RELAZIONE AL PREMIO MALATTIA 2013

Anche in questa edizione del Premio, la Giuria è rimasta positivamente colpita dal numero dei partecipanti, soprattutto nella sezione riservata alle minoranze linguistiche parlate in Italia e ai dialetti: 112 i poeti in gara. Materiale pervenuto da ogni parte del suolo nazionale: dal dialetto sardo al friulano (nelle sue numerose, ricche varietà), dal siciliano al veneto e così via. Importante aggiungere che accanto alla quantità è stata rilevata una buona qualità dei testi pervenuti. Una bella sorpresa è stata poi quella di apprendere che in qualche caso l’autore/autrice della poesia era una persona giovane, che affidava al suo estro poetico la parlata dei propri avi.
Ma facciamo, brevemente, un passo indietro nel tempo, e più precisamente nel 1990. Infatti quello è un anno molto importante per la poesia cosiddetta “neodialettale”. E’ quello, l’anno in cui esce a livello nazionale un saggio di 500 pagine che attirerà l’attenzione di tutti gli studiosi e amanti del dialetto. Mi riferisco al libro “Le parole perdute” di Franco Brevini, pubblicato nelle edizioni Einaudi. Il merito di Brevini fu quello di aver sollevato il coperchio su una realtà che da anni pullulava in Italia, dal nord al sud, ma di cui nessuno aveva svolto un’indagine così profonda e dettagliata. Si trattava di mettere in luce un’intensa attività poetica, sconosciuta ai più, perché gli autori in dialetto spesso affidavano le proprie poesie a piccole, seppur pregevoli, case editrici. Così Brevini fece conoscere a tutta la nazione che non solo esisteva un piccolo esercito di poeti in dialetto, ma che, secondo il suo parere, essi raggiungevano delle punte espressive di gran lunga superiore a quella dei contemporanei poeti in lingua italiana. 
Scriveva Brevini: “…il dialetto continua ad attrarre i poeti delle ultimissime generazioni, che vi ritrovano la lingua di un mondo personale, scampato alla distruzione delle culture e delle differenze.”
Ma non finì lì. Dopo qualche anno, precisamente nel 1992, uscì un altro interessante volume, a cura dello scomparso Achille Serrao: una originale antologia nazionale della poesia contemporanea in dialetto (ai poeti viventi delle regioni italiane venivano richiesti i “lavori in corso”, cioè degli inediti o testi appena pubblicati, per indicare la giusta temperatura poetica in atto).
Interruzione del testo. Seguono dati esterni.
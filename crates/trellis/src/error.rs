//! Error types for the cell-area engine.
//!
//! Every failure here is non-fatal: the operation that produced it logs a
//! warning, leaves the area untouched and returns the error so callers can
//! inspect it if they care.

use thiserror::Error;

use trellis_core::{PropertyError, ValueError, ValueType};

use crate::renderer::RendererId;

/// Errors reported by cell areas and their collaborators.
#[derive(Error, Debug, Clone, PartialEq)]
pub enum CellAreaError {
    /// The renderer has no property of that name.
    #[error("{type_name} has no attribute named '{name}'")]
    UnknownProperty {
        type_name: &'static str,
        name: String,
    },

    /// The property is already bound to a column on that renderer.
    #[error("attribute '{name}' is already attributed to column {column}")]
    DuplicateBinding { name: String, column: u32 },

    /// The renderer is not part of this area.
    #[error("renderer {0:?} is not in the area")]
    ForeignRenderer(RendererId),

    /// The renderer is already part of this area.
    #[error("renderer {0:?} is already in the area")]
    AlreadyAdded(RendererId),

    /// No cell property of that name is registered for the area's class.
    #[error("{class} has no cell property named '{name}'")]
    UnknownCellProperty { class: &'static str, name: String },

    /// The cell property cannot be written.
    #[error("cell property '{0}' is not writable")]
    CellPropertyNotWritable(&'static str),

    /// The cell property cannot be read.
    #[error("cell property '{0}' is not readable")]
    CellPropertyNotReadable(&'static str),

    /// The value could not be transformed into the declared type.
    #[error("unable to set cell property '{name}' of type {expected} from value of type {got}")]
    TypeMismatch {
        name: &'static str,
        expected: ValueType,
        got: ValueType,
    },

    /// The validator rejected the value.
    #[error("value \"{value}\" is out of range for cell property '{name}'")]
    ValidationFailed { name: &'static str, value: String },

    /// A cell property with that name is already installed on the class.
    #[error("class {class} already contains a cell property named '{name}'")]
    DuplicateCellProperty { class: &'static str, name: &'static str },

    /// Cell property ids must be positive.
    #[error("cell property '{0}' has an invalid id")]
    InvalidCellPropertyId(&'static str),

    /// Construct-only cell properties are not supported.
    #[error("cell property '{0}' cannot be construct-only")]
    ConstructOnly(&'static str),

    /// The area class did not override a hook it needs.
    #[error("{class} does not implement {hook}")]
    Unimplemented {
        class: &'static str,
        hook: &'static str,
    },

    /// A renderer cannot be its own focus sibling.
    #[error("a renderer cannot be its own focus sibling")]
    SiblingOfSelf,

    /// The edge already exists, or the sibling already belongs to a holder.
    #[error("renderer {0:?} is already a focus sibling")]
    AlreadySibling(RendererId),

    /// The renderer is not in editable mode.
    #[error("renderer {0:?} is not editable")]
    NotEditable(RendererId),

    /// The add-editable observers did not parent the edit widget.
    #[error("the edit widget was not added to the host during add-editable")]
    EditableNotParented,

    /// `apply_attributes` was re-entered on the same area.
    #[error("apply_attributes re-entered while already applying a row")]
    ReentrantApply,

    /// A renderer rejected a property write.
    #[error(transparent)]
    Property(#[from] PropertyError),

    /// A value conversion failed.
    #[error(transparent)]
    Value(#[from] ValueError),
}

/// Errors from parsing a [`TreePath`](crate::model::TreePath).
#[derive(Error, Debug, Clone, PartialEq, Eq)]
pub enum PathParseError {
    /// The string was empty.
    #[error("empty path")]
    Empty,
    /// A component was not a non-negative integer.
    #[error("invalid path index '{0}'")]
    InvalidIndex(String),
}

/// Result type for cell-area operations.
pub type CellAreaResult<T> = Result<T, CellAreaError>;
impl CellAreaBox {
    /// A horizontal box with no spacing.
    pub fn new() -> Arc<Self> {
        Self::with_config(BoxAreaConfig::default())
    }

    pub fn with_config(config: BoxAreaConfig) -> Arc<Self> {
        install_cell_properties();
        Arc::new_cyclic(|this: &Weak<CellAreaBox>| {
            let area: Weak<dyn CellArea> = this.clone();
            Self {
                base: CellAreaBase::new(CLASS_NAME, area),
                config: RwLock::new(config),
                cells: RwLock::new(Vec::new()),
                contexts: Mutex::new(Vec::new()),
            }
        })
    }

    pub fn config(&self) -> BoxAreaConfig {
        *self.config.read()
    }

    pub fn orientation(&self) -> Orientation {
        self.config.read().orientation
    }

    pub fn set_orientation(&self, orientation: Orientation) {
        let changed = {
            let mut config = self.config.write();
            std::mem::replace(&mut config.orientation, orientation) != orientation
        };
        if changed {
            self.refresh_contexts();
        }
    }

    pub fn spacing(&self) -> i32 {
        self.config.read().spacing
    }

    /// Negative spacing is treated as zero.
    pub fn set_spacing(&self, spacing: i32) {
        let spacing = spacing.max(0);
        let changed = {
            let mut config = self.config.write();
            std::mem::replace(&mut config.spacing, spacing) != spacing
        };
        if changed {
            self.refresh_contexts();
        }
    }

    // =========================================================================
    // Packing
    // =========================================================================

    /// Add `renderer` after the cells already packed at the start.
    pub fn pack_start(&self, renderer: &CellRendererRef, expand: bool, align: bool, fixed: bool) {
        self.pack(renderer, PackType::Start, expand, align, fixed);
    }

    /// Add `renderer` before the cells already packed at the end.
    pub fn pack_end(&self, renderer: &CellRendererRef, expand: bool, align: bool, fixed: bool) {
        self.pack(renderer, PackType::End, expand, align, fixed);
    }

    fn pack(&self, renderer: &CellRendererRef, pack: PackType, expand: bool, align: bool, fixed: bool) {
        if self.add(renderer).is_err() {
            return;
        }
        self.update_cell(renderer, |cell| {
            cell.pack = pack;
            cell.expand = expand;
            cell.align = align;
            cell.fixed = fixed;
        });
        self.refresh_contexts();
    }

    /// Move `renderer` to `position` in packing order. Positions past the
    /// end move it last.
    pub fn reorder(&self, renderer: &CellRendererRef, position: usize) {
        let moved = {
            let mut cells = self.cells.write();
            match cells.iter().position(|cell| same_renderer(&cell.renderer, renderer)) {
                Some(index) => {
                    let cell = cells.remove(index);
                    let position = position.min(cells.len());
                    cells.insert(position, cell);
                    true
                }
                None => false,
            }
        };
        if moved {
            self.refresh_contexts();
        } else {
            tracing::warn!(target: targets::AREA, renderer = ?renderer.id(), "cannot reorder a renderer that is not in the box");
        }
    }

    fn update_cell(&self, renderer: &CellRendererRef, update: impl FnOnce(&mut BoxCell)) -> bool {
        let mut cells = self.cells.write();
        match cells.iter_mut().find(|cell| same_renderer(&cell.renderer, renderer)) {
            Some(cell) => {
                update(cell);
                true
            }
            None => false,
        }
    }

    // =========================================================================
    // Layout
    // =========================================================================

    fn group_layout(&self) -> GroupLayout {
        let config = self.config();
        let (_, expand) = group_cells(&layout_order(&self.cells.read()));
        GroupLayout {
            orientation: config.orientation,
            spacing: config.spacing,
            expand,
        }
    }

    /// Visible cells in layout order, with the group structure of all cells.
    fn snapshot(&self) -> (Vec<LayoutCell>, GroupLayout) {
        let config = self.config();
        let ordered = layout_order(&self.cells.read());
        let (groups, expand) = group_cells(&ordered);
        let visible = ordered
            .into_iter()
            .zip(groups)
            .filter(|(cell, _)| cell.renderer.is_visible())
            .map(|(cell, group)| LayoutCell {
                renderer: cell.renderer,
                group,
                expand: cell.expand,
            })
            .collect();
        let layout = GroupLayout {
            orientation: config.orientation,
            spacing: config.spacing,
            expand,
        };
        (visible, layout)
    }

    fn refresh_contexts(&self) {
        let layout = self.group_layout();
        let contexts: Vec<Arc<CellAreaBoxContext>> = {
            let mut contexts = self.contexts.lock();
            contexts.retain(|context| context.strong_count() > 0);
            contexts.iter().filter_map(Weak::upgrade).collect()
        };
        for context in contexts {
            context.set_layout(&layout);
        }
    }

    fn track_context(&self, context: &Arc<CellAreaBoxContext>) {
        self.contexts.lock().push(Arc::downgrade(context));
    }

    fn requests(
        &self,
        cells: &[LayoutCell],
        orientation: Orientation,
        widget: &dyn HostWidget,
        for_size: i32,
    ) -> Vec<(i32, i32)> {
        cells
            .iter()
            .map(|cell| self.request_renderer(&cell.renderer, orientation, widget, for_size))
            .collect()
    }

    /// Request along the box, accumulated per group.
    fn request_along(&self, context: &dyn CellAreaContext, widget: &dyn HostWidget) -> (i32, i32) {
        let (cells, layout) = self.snapshot();
        let requests = self.requests(&cells, layout.orientation, widget, -1);

        let mut groups: Vec<Option<(i32, i32)>> = vec![None; layout.expand.len()];
        for (cell, &(min, nat)) in cells.iter().zip(&requests) {
            let slot = &mut groups[cell.group];
            *slot = Some(match *slot {
                None => (min, nat),
                Some((m, n)) => (m + layout.spacing + min, n + layout.spacing + nat),
            });
        }

        match context.as_any().downcast_ref::<CellAreaBoxContext>() {
            Some(box_context) => {
                box_context.set_layout(&layout);
                box_context.push_group_requests(&groups);
            }
            None => {
                let (min, nat) = sum_with_spacing(&requests, layout.spacing);
                match layout.orientation {
                    Orientation::Horizontal => context.push_preferred_width(min, nat),
                    Orientation::Vertical => context.push_preferred_height(min, nat),
                }
            }
        }
        sum_with_spacing(&requests, layout.spacing)
    }

    /// Request across the box: the largest cell.
    fn request_across(&self, context: &dyn CellAreaContext, widget: &dyn HostWidget) -> (i32, i32) {
        let (cells, layout) = self.snapshot();
        let across = layout.orientation.opposite();
        let (min, nat) = max_request(self.requests(&cells, across, widget, -1));
        match across {
            Orientation::Horizontal => context.push_preferred_width(min, nat),
            Orientation::Vertical => context.push_preferred_height(min, nat),
        }
        (min, nat)
    }

    /// Request across the box once `length` has been shared out along it.
    fn request_across_for(
        &self,
        context: &dyn CellAreaContext,
        widget: &dyn HostWidget,
        length: i32,
    ) -> (i32, i32) {
        let (cells, layout) = self.snapshot();
        let requests = self.requests(&cells, layout.orientation, widget, -1);
        let expand: Vec<bool> = cells.iter().map(|cell| cell.expand).collect();
        let sizes = distribute(&requests, &expand, length, layout.spacing);
        let across = layout.orientation.opposite();
        let (min, nat) = max_request(
            cells
                .iter()
                .zip(&sizes)
                .map(|(cell, &size)| self.request_renderer(&cell.renderer, across, widget, size)),
        );
        if let Some(box_context) = context.as_any().downcast_ref::<CellAreaBoxContext>() {
            box_context.push_for_size(length, min, nat);
        }
        (min, nat)
    }

    /// Request along the box when every cell is `breadth` wide across it.
    fn request_along_for(&self, widget: &dyn HostWidget, breadth: i32) -> (i32, i32) {
        let (cells, layout) = self.snapshot();
        let requests = self.requests(&cells, layout.orientation, widget, breadth);
        sum_with_spacing(&requests, layout.spacing)
    }

    /// Offset and size of each visible cell along the box, in layout order.
    fn place_cells(
        &self,
        context: &dyn CellAreaContext,
        widget: &dyn HostWidget,
        cell_area: Rect,
    ) -> Vec<(CellRendererRef, i32, i32)> {
        let (cells, layout) = self.snapshot();
        let length = match layout.orientation {
            Orientation::Horizontal => cell_area.width(),
            Orientation::Vertical => cell_area.height(),
        };
        let requests = self.requests(&cells, layout.orientation, widget, -1);
        let expand: Vec<bool> = cells.iter().map(|cell| cell.expand).collect();

        let grouped = context
            .as_any()
            .downcast_ref::<CellAreaBoxContext>()
            .and_then(|box_context| box_context.allocation_for(length))
            .filter(|groups| {
                groups.len() == layout.expand.len()
                    && cells.iter().all(|cell| groups[cell.group].is_some())
            });

        let mut placed = Vec::with_capacity(cells.len());
        match grouped {
            Some(groups) => {
                for (index, group) in groups.iter().enumerate() {
                    let Some((position, size)) = *group else {
                        continue;
                    };
                    let members: Vec<usize> =
                        (0..cells.len()).filter(|&i| cells[i].group == index).collect();
                    let member_requests: Vec<(i32, i32)> = members.iter().map(|&i| requests[i]).collect();
                    let member_expand: Vec<bool> = members.iter().map(|&i| expand[i]).collect();
                    let sizes = distribute(&member_requests, &member_expand, size, layout.spacing);
                    let mut offset = position;
                    for (&i, &size) in members.iter().zip(&sizes) {
                        placed.push((Arc::clone(&cells[i].renderer), offset, size));
                        offset += size + layout.spacing;
                    }
                }
            }
            None => {
                let sizes = distribute(&requests, &expand, length, layout.spacing);
                let mut offset = 0;
                for (cell, &size) in cells.iter().zip(&sizes) {
                    placed.push((Arc::clone(&cell.renderer), offset, size));
                    offset += size + layout.spacing;
                }
            }
        }
        placed
    }
}

impl fmt::Debug for CellAreaBox {
    fn fmt(&self, f: &mut fmt::Formatter<'_>) -> fmt::Result {
        f.debug_struct("CellAreaBox")
            .field("config", &self.config())
            .field("cells", &self.cells.read().len())
            .field("base", &self.base)
            .finish()
    }
}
Il libro s’intitolava VIA TERRA, ed era pubblicata dall’editore Campanotto di Udine. L’opera fu così lodata dalla critica da essere poi tradotta in inglese e distribuita in Canada e negli Stati Uniti…
Pensare che uno studente americano abbia letto poesie nel dialetto, che so, di Meduno o di Casarsa, per restare solo al Friuli, crea una non piccola emozione.
Da allora, l’onda dialettale non si più fermata, se è vero che poi si sono affacciati sulla scena nuovi e validi autori, che non erano stati ancora registrati nei due studi citati. Fra i molti nomi, mi si permetta di indicarne solo quattro, perché tutti premiati proprio qui al concorso Malattia della Vallata, che così si trasforma anche in un particolare osservatorio sui movimenti poetici italiani e dialettali: Fabio Franzin, Alfredo Panetta, Silvio Ornella e Gian Citton.
Per finire, a questi nomi illustri, vorrei accostare quello di una  ragazza di soli ventidue anni, che scrive in siciliano, e che per il Premio Malattia della Vallata diventa così il simbolo della poesia del futuro: Giulia Corsino.